The earliest pre-publication reviews have been wonderful. I say this drawing a breath of pleased relief. It is simply the case that one never knows. The fact that readers and reviewers have liked earlier work does not mean they’ll like a new book. And as you build a body of work, to a degree you are competing with yourself. ‘Better than his last one!’ ‘I really like it, but I loved his X more years ago!’ There is no real way around this, for any artist, much as you might wish a book (or film, painting, piece of music) to be judged for itself. There are many overlapping contexts for assessments. As readers we bring – obviously – ourselves to a book and what we are, our needs in art, will change, year to year, even day to day.

One reviewer half-worried readers might find the ‘history’ as compelling as the characters. I don’t find that a worry! I love that effect. I was taken with a similar line in a review of Annie Proulx (great writer!) and her new book, meant there as high praise: ‘it becomes clear that history and time are the main characters here.’

I like that! Not necessarily the ‘main’ characters (they aren’t, in mine) but definitely an awareness shaped in the reader of them. One reader’s worry is another’s catnip. Something we all need to be aware of, as writers and readers.

Publishers’ Weekly today (April 4) released a starred review for Children. They are probably the most influential of the advance review organizations, they affect what bookstores and libraries order, and how many copies, so a starred review is really good news. The last lines are: ‘He wields plots and all-too-human characters brilliantly…This big, powerful fantasy offers an intricately detailed setting, marvelously believable characters, and an international stew of cultural and religious conflict writ larger than large.

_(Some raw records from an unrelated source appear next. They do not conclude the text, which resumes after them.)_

//! The three-stage export pipeline: assemble, shape, encode.
//!
//! Stages run strictly in order on the calling thread. Progress milestones
//! are reported through `on_progress` and carry no control flow; a failure
//! in any stage aborts the export without producing a payload.

use crate::dsp::{apply_edge_fades, assemble, validate_request};
use crate::error::Result;
use crate::format::wav::{encode_wav_with_progress, WavConfig};
use crate::options::{BitDepth, ExportFormat, ExportOptions};
use crate::progress::{scaled_percent, ExportPhase, ExportProgress};
use crate::types::{AssembledMaster, AudioChunk};
use std::time::Instant;

/// Encoded export and its metadata
#[derive(Debug, Clone, PartialEq)]
pub struct ExportResult {
    /// Complete WAV file bytes
    pub payload: Vec<u8>,
    pub mime_type: &'static str,
    pub extension: &'static str,
    /// Format the caller asked for (may be an mp3 fallback)
    pub format: ExportFormat,
    /// Bit depth actually written
    pub bit_depth: BitDepth,
    pub frames: usize,
    pub duration_seconds: f64,
    pub processing_time_seconds: f64,
}

impl ExportResult {
    /// Processing time with two decimals, as reported to workers' callers.
    pub fn processing_time_display(&self) -> String {
        format!("{:.2}", self.processing_time_seconds)
    }

    pub fn into_payload(self) -> Vec<u8> {
        self.payload
    }
}

/// Assemble the loop and apply the edge fades.
pub fn render_master(
    chunks: &[AudioChunk],
    loop_count: u32,
    sample_rate: u32,
    options: &ExportOptions,
    on_progress: &impl Fn(ExportProgress),
) -> Result<AssembledMaster> {
    options.validate()?;
    validate_request(chunks, loop_count, sample_rate)?;

    on_progress(ExportProgress::new(
        ExportPhase::Building,
        format!("Assembling {loop_count}x loop"),
        15,
    ));
    let mut master = assemble(chunks, loop_count, sample_rate, options, on_progress)?;

    on_progress(ExportProgress::new(
        ExportPhase::Fading,
        "Smoothing transitions",
        50,
    ));
    apply_edge_fades(&mut master, options);

    Ok(master)
}

/// Quantize a shaped master into the container selected by `format`.
pub fn encode_master(
    master: &AssembledMaster,
    sample_rate: u32,
    format: ExportFormat,
    options: &ExportOptions,
    on_progress: &impl Fn(ExportProgress),
) -> Result<Vec<u8>> {
    let bit_depth = format.bit_depth();

    let (phase, base, span) = if format.is_fallback() {
        log::warn!("{format} requested: no perceptual encoder available, writing 16-bit PCM WAV");
        on_progress(ExportProgress::new(
            ExportPhase::EncodingMp3,
            "Initializing encoder",
            60,
        ));
        on_progress(ExportProgress::new(
            ExportPhase::EncodingMp3,
            "Converting to high-quality format",
            70,
        ));
        (ExportPhase::EncodingMp3, 70, 25)
    } else {
        let detail = match bit_depth {
            BitDepth::Int16 => "16-bit PCM",
            BitDepth::Int24 => "24-bit PCM",
        };
        on_progress(ExportProgress::new(ExportPhase::EncodingWav, detail, 60));
        (ExportPhase::EncodingWav, 60, 35)
    };

    let config = WavConfig::stereo(sample_rate, bit_depth);
    encode_wav_with_progress(
        master.left(),
        master.right(),
        &config,
        options.progress_interval_frames,
        |frame, total| {
            on_progress(ExportProgress::new(
                phase,
                format!("{}%", scaled_percent(0, 100, frame, total)),
                scaled_percent(base, span, frame, total),
            ))
        },
    )
}

/// Run a complete export.
///
/// `chunks` are consumed; the returned payload is owned by the caller and
/// nothing is retained once this returns.
pub fn run_export(
    chunks: Vec<AudioChunk>,
    format: ExportFormat,
    loop_count: u32,
    sample_rate: u32,
    options: &ExportOptions,
    on_progress: impl Fn(ExportProgress),
) -> Result<ExportResult> {
    let started = Instant::now();
    options.validate()?;
    validate_request(&chunks, loop_count, sample_rate)?;

    on_progress(ExportProgress::new(
        ExportPhase::Analyzing,
        "Calculating buffer size",
        5,
    ));

    let master = render_master(&chunks, loop_count, sample_rate, options, &on_progress)?;
    drop(chunks);

    let payload = encode_master(&master, sample_rate, format, options, &on_progress)?;

    on_progress(ExportProgress::new(
        ExportPhase::Finalizing,
        "Preparing download",
        98,
    ));

    let result = ExportResult {
        payload,
        mime_type: format.mime_type(),
        extension: format.extension(),
        format,
        bit_depth: format.bit_depth(),
        frames: master.len(),
        duration_seconds: master.duration_seconds(sample_rate),
        processing_time_seconds: started.elapsed().as_secs_f64(),
    };

    log::info!(
        "exported {} frames ({:.2}s, {} bytes) as {} in {}s",
        result.frames,
        result.duration_seconds,
        result.payload.len(),
        format,
        result.processing_time_display()
    );

    Ok(result)
}
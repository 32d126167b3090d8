//! Raised-cosine fade-in/out over the edges of the assembled master.

use crate::options::ExportOptions;
use crate::types::AssembledMaster;
use std::f64::consts::PI;

/// Edge fade length for a buffer of `total_len` frames.
///
/// Never more than half the buffer, so the head and tail ramps stay disjoint.
pub fn edge_fade_len(total_len: usize, options: &ExportOptions) -> usize {
    let proportional = (total_len as f64 * options.edge_fade_ratio).floor() as usize;
    options
        .edge_fade_max_samples
        .min(proportional)
        .min(total_len / 2)
}

/// Multiply the leading frames by a half-Hann ramp 0 → 1 and the trailing
/// frames by the mirrored ramp, so the first and last frames are silent.
pub fn apply_edge_fades(master: &mut AssembledMaster, options: &ExportOptions) {
    let total = master.len();
    let fade_len = edge_fade_len(total, options);
    if fade_len == 0 {
        return;
    }

    for i in 0..fade_len {
        let t = i as f64 / fade_len as f64;
        let gain = (0.5 * (1.0 - (PI * t).cos())) as f32;
        let tail = total - 1 - i;

        master.left[i] *= gain;
        master.right[i] *= gain;
        master.left[tail] *= gain;
        master.right[tail] *= gain;
    }
}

Yes, everyone is happy about that. If you ever find me at a reading and buy me a drink I’ll tell you something ironic about it.

As to that, the tour is just about ready to be posted. Another new thing these days: some of the bookstores and venues have already announced my upcoming appearances on their own websites. That never used to happen. But the publicists coordinating (primarily Trish Bunnett at PRH Canada, who is doing heroic work on this) prefer to lock in and nail down (and other phrases!) as many dates as possible before posting an almost-full tour schedule. There are always later add-ons, nature of the game.

We’ll have finished books in the warehouse in 2-3 weeks. Always, always a ‘moment’ when a writer first sees the book. Publication date is May 10th Canada and United States – May 12th in UK – though it may be in some stores a few days ahead. The worldwide launch event (I can reveal this) will be here in Toronto the evening of May 11th, in the big Appel Salon of the main Reference Library.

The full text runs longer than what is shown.